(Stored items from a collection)
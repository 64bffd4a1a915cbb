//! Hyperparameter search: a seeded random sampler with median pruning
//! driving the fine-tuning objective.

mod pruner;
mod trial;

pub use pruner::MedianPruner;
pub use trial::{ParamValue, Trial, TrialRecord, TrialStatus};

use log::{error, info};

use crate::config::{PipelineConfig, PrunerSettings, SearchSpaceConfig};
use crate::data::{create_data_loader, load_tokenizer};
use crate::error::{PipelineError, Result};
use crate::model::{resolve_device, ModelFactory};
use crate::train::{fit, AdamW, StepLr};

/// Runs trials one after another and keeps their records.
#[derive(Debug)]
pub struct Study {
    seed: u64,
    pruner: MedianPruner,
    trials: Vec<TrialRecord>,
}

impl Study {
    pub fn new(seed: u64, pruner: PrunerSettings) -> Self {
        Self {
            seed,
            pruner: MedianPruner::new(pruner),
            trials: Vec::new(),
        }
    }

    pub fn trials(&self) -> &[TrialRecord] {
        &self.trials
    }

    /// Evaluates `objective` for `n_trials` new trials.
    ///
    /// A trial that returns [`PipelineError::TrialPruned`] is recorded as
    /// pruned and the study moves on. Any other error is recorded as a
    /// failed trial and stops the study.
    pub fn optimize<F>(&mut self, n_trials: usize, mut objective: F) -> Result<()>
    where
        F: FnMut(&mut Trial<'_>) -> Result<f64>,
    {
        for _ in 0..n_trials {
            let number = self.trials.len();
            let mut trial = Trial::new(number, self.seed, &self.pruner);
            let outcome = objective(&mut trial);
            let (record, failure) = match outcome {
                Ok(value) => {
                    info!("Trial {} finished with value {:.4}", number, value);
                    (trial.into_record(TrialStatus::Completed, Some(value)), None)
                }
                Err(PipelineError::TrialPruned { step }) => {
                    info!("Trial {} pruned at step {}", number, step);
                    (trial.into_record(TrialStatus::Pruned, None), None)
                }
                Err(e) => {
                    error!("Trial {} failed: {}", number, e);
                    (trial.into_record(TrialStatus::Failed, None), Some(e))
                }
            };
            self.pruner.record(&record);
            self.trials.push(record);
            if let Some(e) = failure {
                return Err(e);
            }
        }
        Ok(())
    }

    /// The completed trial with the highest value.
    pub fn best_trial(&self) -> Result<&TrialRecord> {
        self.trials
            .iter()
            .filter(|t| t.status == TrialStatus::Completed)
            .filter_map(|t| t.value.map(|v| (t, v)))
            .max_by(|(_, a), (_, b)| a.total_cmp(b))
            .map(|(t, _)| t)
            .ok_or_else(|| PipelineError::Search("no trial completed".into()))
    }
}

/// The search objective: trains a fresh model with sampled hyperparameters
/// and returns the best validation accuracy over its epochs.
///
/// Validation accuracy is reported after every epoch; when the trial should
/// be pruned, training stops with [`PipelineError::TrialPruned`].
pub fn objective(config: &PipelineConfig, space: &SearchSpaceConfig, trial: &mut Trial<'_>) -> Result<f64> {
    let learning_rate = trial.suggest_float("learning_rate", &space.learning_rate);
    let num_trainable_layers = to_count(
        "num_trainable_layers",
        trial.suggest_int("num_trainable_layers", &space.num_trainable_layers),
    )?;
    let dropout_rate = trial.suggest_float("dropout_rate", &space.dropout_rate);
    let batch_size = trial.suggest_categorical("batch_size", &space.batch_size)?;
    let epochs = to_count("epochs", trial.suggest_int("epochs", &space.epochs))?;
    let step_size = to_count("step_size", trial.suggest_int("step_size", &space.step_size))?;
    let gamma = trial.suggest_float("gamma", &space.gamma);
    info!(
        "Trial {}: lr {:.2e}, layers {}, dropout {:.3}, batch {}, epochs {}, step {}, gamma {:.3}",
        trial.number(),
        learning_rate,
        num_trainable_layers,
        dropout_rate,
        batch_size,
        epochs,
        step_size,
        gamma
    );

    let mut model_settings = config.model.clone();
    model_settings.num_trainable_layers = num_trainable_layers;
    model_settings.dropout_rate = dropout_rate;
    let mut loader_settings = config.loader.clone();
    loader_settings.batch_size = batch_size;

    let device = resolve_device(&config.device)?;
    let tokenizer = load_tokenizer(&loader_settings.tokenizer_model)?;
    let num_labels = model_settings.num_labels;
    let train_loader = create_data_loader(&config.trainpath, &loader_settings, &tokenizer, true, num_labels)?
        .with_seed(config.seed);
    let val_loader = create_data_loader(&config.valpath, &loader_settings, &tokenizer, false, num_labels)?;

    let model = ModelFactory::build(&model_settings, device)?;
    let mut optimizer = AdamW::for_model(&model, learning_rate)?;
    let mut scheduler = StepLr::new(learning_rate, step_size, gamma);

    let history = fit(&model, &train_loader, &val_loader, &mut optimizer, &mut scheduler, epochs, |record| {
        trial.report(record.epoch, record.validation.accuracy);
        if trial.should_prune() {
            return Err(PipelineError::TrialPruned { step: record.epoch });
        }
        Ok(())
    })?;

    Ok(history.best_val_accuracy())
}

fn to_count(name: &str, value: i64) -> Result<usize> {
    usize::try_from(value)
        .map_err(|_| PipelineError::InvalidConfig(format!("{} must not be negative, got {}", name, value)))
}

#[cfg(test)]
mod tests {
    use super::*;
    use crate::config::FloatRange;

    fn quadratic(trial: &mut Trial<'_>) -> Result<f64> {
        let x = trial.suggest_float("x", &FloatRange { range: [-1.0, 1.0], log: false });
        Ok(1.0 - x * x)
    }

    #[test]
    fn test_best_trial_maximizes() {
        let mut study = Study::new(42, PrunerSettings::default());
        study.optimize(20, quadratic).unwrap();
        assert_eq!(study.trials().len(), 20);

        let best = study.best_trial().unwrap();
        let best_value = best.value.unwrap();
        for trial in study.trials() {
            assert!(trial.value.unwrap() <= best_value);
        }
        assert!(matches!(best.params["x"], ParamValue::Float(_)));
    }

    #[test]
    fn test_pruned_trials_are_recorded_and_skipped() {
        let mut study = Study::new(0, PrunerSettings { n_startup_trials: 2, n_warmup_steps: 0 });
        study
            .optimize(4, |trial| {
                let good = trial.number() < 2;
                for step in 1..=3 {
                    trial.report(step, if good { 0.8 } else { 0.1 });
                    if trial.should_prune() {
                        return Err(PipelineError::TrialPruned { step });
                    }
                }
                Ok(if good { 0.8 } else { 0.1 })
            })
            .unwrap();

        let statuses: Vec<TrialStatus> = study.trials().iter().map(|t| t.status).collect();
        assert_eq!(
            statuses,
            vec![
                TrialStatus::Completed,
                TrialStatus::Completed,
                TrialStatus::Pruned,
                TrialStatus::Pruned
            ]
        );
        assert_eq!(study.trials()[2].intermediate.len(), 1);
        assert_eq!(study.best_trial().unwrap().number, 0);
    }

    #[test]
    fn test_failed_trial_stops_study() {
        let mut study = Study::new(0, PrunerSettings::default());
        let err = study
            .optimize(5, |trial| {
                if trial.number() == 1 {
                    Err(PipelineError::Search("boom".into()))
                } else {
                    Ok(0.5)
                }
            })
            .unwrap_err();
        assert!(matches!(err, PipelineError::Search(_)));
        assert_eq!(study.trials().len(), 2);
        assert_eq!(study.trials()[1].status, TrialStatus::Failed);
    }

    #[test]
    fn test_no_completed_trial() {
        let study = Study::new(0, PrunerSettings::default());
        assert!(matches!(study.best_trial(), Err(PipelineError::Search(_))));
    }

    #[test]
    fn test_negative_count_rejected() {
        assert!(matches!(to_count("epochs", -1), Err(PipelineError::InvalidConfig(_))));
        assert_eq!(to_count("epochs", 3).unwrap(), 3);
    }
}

Try it: Give back, verbatim, the lines from the top of the entries above through the line containing "for _ in 0..n_trials".

Solution to this exercise:
repository 64bffd4a1a915cbb
//! Hyperparameter search: a seeded random sampler with median pruning
//! driving the fine-tuning objective.

mod pruner;
mod trial;

pub use pruner::MedianPruner;
pub use trial::{ParamValue, Trial, TrialRecord, TrialStatus};

use log::{error, info};

use crate::config::{PipelineConfig, PrunerSettings, SearchSpaceConfig};
use crate::data::{create_data_loader, load_tokenizer};
use crate::error::{PipelineError, Result};
use crate::model::{resolve_device, ModelFactory};
use crate::train::{fit, AdamW, StepLr};

/// Runs trials one after another and keeps their records.
#[derive(Debug)]
pub struct Study {
    seed: u64,
    pruner: MedianPruner,
    trials: Vec<TrialRecord>,
}

impl Study {
    pub fn new(seed: u64, pruner: PrunerSettings) -> Self {
        Self {
            seed,
            pruner: MedianPruner::new(pruner),
            trials: Vec::new(),
        }
    }

    pub fn trials(&self) -> &[TrialRecord] {
        &self.trials
    }

    /// Evaluates `objective` for `n_trials` new trials.
    ///
    /// A trial that returns [`PipelineError::TrialPruned`] is recorded as
    /// pruned and the study moves on. Any other error is recorded as a
    /// failed trial and stops the study.
    pub fn optimize<F>(&mut self, n_trials: usize, mut objective: F) -> Result<()>
    where
        F: FnMut(&mut Trial<'_>) -> Result<f64>,
    {
        for _ in 0..n_trials {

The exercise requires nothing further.